One of the most important functions to consider when planning an Azure Virtual Desktop infrastructure is host scaling. Azure compute resource costs will, in most cases, be far and away the largest proportion of your monthly spend, so ensuring that the environment is scaled up and down depending upon requirements can drastically reduce your monthly bill.
Microsoft now provides scaling plan functionality within the Azure portal, but while this is a welcome addition, it can’t compete with the intelligence, flexibility and simplicity offered by Nerdio Manager’s built-in Autoscaling tools. In this blog, I want to briefly review how Autoscaling works and take a look at some of the options available to ensure your AVD environment is running as efficiently as possible
Scaling Logic
Within the Nerdio Autoscaling console, Nerdio offers many flexible options to build scaling rules. As rules can be based upon ‘CPU usage’, ‘Active sessions’, simple ‘spare host’ requirements and the ‘user-driven’ start-on-connect feature. I’m going to focus on two options in particular: ‘Available Sessions’ and the new ‘RAM Usage’ option.
The below screenshot shows settings available for the ‘Available Sessions’ function. Here, we can see for my simple test environment that we are restricting maximum session per host to 1. In this environment, I am provisioning 2 hosts, one of which will be off unless required by the specified scaling rules. The option to maintain 1 available session means that once a session has been consumed on host, the system should move to make another session available by starting the second host.

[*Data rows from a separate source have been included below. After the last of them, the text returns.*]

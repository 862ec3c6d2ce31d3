use eframe::egui;

use crate::state::AppState;
use crate::ui::{map, panels, table};

// ---------------------------------------------------------------------------
// eframe App implementation
// ---------------------------------------------------------------------------

pub struct QuakeMapApp {
    pub state: AppState,
}

impl QuakeMapApp {
    pub fn new(state: AppState) -> Self {
        Self { state }
    }
}

impl eframe::App for QuakeMapApp {
    fn update(&mut self, ctx: &egui::Context, _frame: &mut eframe::Frame) {
        // ---- Top panel: menu bar ----
        egui::TopBottomPanel::top("top_bar").show(ctx, |ui| {
            panels::top_bar(ui, &mut self.state);
        });

        // ---- Left side panel: source, summary, filters ----
        egui::SidePanel::left("filter_panel")
            .default_width(260.0)
            .resizable(true)
            .show(ctx, |ui| {
                panels::side_panel(ui, &mut self.state);
            });

        // ---- Central panel: map above, table below ----
        egui::CentralPanel::default().show(ctx, |ui| {
            let map_height = (ui.available_height() * 0.65).max(200.0);
            map::event_map(ui, &self.state, map_height);

            if let Some(view) = self.state.filtered() {
                egui::CollapsingHeader::new("Show data table")
                    .default_open(false)
                    .show(ui, |ui| {
                        table::event_table(ui, &view);
                    });
            }
        });
    }
}
use std::time::Duration;

use eframe::egui::Color32;

/// Monthly summary of all events from the USGS.
pub const USGS_MONTH_FEED: &str =
    "https://earthquake.usgs.gov/earthquakes/feed/v1.0/summary/all_month.csv";

/// Default file name offered when saving the filtered table.
pub const EXPORT_FILE_NAME: &str = "earthquakes_filtered.csv";

// ---------------------------------------------------------------------------
// Feed
// ---------------------------------------------------------------------------

#[derive(Debug, Clone, PartialEq)]
pub struct FeedConfig {
    pub url: String,
    pub timeout: Duration,
}

impl Default for FeedConfig {
    fn default() -> Self {
        Self {
            url: USGS_MONTH_FEED.to_string(),
            timeout: Duration::from_secs(12),
        }
    }
}

// ---------------------------------------------------------------------------
// Map styling
// ---------------------------------------------------------------------------

/// Look of the map view and its markers.
#[derive(Debug, Clone, PartialEq)]
pub struct MapStyle {
    /// Initial zoom; the view spans `360 / 2^zoom` degrees of longitude.
    pub zoom: f64,
    /// Pixels of marker radius per unit of magnitude.
    pub radius_per_magnitude: f64,
    pub min_radius_px: f32,
    pub max_radius_px: f32,
    /// Used when the data has no magnitude column.
    pub fixed_radius_px: f32,
    /// Marker alpha when sized by magnitude.
    pub magnitude_alpha: u8,
    /// Marker colour when the data has no magnitude column.
    pub fixed_color: Color32,
}

impl Default for MapStyle {
    fn default() -> Self {
        Self {
            zoom: 1.0,
            radius_per_magnitude: 3.0,
            min_radius_px: 2.0,
            max_radius_px: 200.0,
            fixed_radius_px: 4.0,
            magnitude_alpha: 160,
            fixed_color: Color32::from_rgba_unmultiplied(0, 110, 255, 140),
        }
    }
}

After putting these rules into effect, we can see that a single host is started in order to make 1 free session available. In the screenshot below we can see the Auto-scale action shown on the Autoscale History page. The graph shows that our active hosts increased from 0 to 1, and the reason for the increase.
From the hosts page, we can also see that a single host is shown as on (green).
After I log into a desktop, the Autoscale process starts automatically. In this instance, where we are polling based on available sessions, there was a 3-5 minute delay before the process kicked off. The Host Pool tasks pane shows the activity…
And from the details tab of the task we can see the logic of the action, showing that the minimum sessions threshold is not met, so a host should be started…
This information is also shown in graphical form on the Autoscale History page, where we can clearly see the host increase action, and the reason for it…
Similarly, a few minutes after logoff and due to our aggressive scaling rules, we see the autoscale process run and a scale in task created
From the Auto Scale history page, we see the action and the reason…
We can see that the available session options work to reduce resource usage and therefore cost, but it doesn’t necessarily ensure a good user experience. If multiple users are connected to a host, the main variable which affects user experience is often RAM availability.
So, let’s try out a different metric; the ‘RAM usage’ option. From the Azure console, I can see that our VM has around 15% committed RAM with no users logged in...
With a user logged in, the average memory use of a single session rose to just over 20% (remember, this is quite a small host!)
For the purposes of this demonstration, I kept the margins of the scaling logic quite tight, in order to force the scale process. So we have our scale in metric set to <10% usage and our scale-out metric set to >19%. I also selected the smallest scale audit window of 5 minutes. I needed to reduce the minimum usage in the scale in section to below the machine’s idle usage, otherwise it would shut down all active hosts. Again, this is a synthetic test to force the actions, and would likely not be seen outside the test lab. In a production environment, we would remove the idle RAM restriction and set scale in rules to prevent the shutdown of all hosts during working hours.
Once active, the Ram Usage graph on the Autoscale History page comes into play, showing resource usage as compared to the configured scale rules. With no users connected, we can see that the usage is sitting comfortably between the two scale triggers…
After logon, as expected we can see the scaling rules swing into action and increase our host count in order to meet our available RAM requirement…
Nerdio allows us to manage, track and audit intelligent and complex scaling rules in a simple, intuitive way, and provides a range of scaling option to suit your requirements, including week-day only rules and the option to apply multiple rulesets to a pool.
Auto Heal
Session hosts may from time-to-time encounter connectivity issues which require remediation. As luck would have it, I experienced this exact problem when writing this blog. The Auto-heal feature attempts to resolve connectivity issues through system restarts. If it is unsuccessful, it can automatically rebuild the host.
We can see from the Autoscale history that 3 maintenance operations have occurred – 2 restarts and then a deletion of the broken host.
These activities can also be seen from the host pool tasks page
After the new machine has been built, its kept on due to the RAM usage rules we configured previously.
And there you have it, the fully automated removal and recreation of a broken host, with a full audit trail, without any requirement for administrative interaction.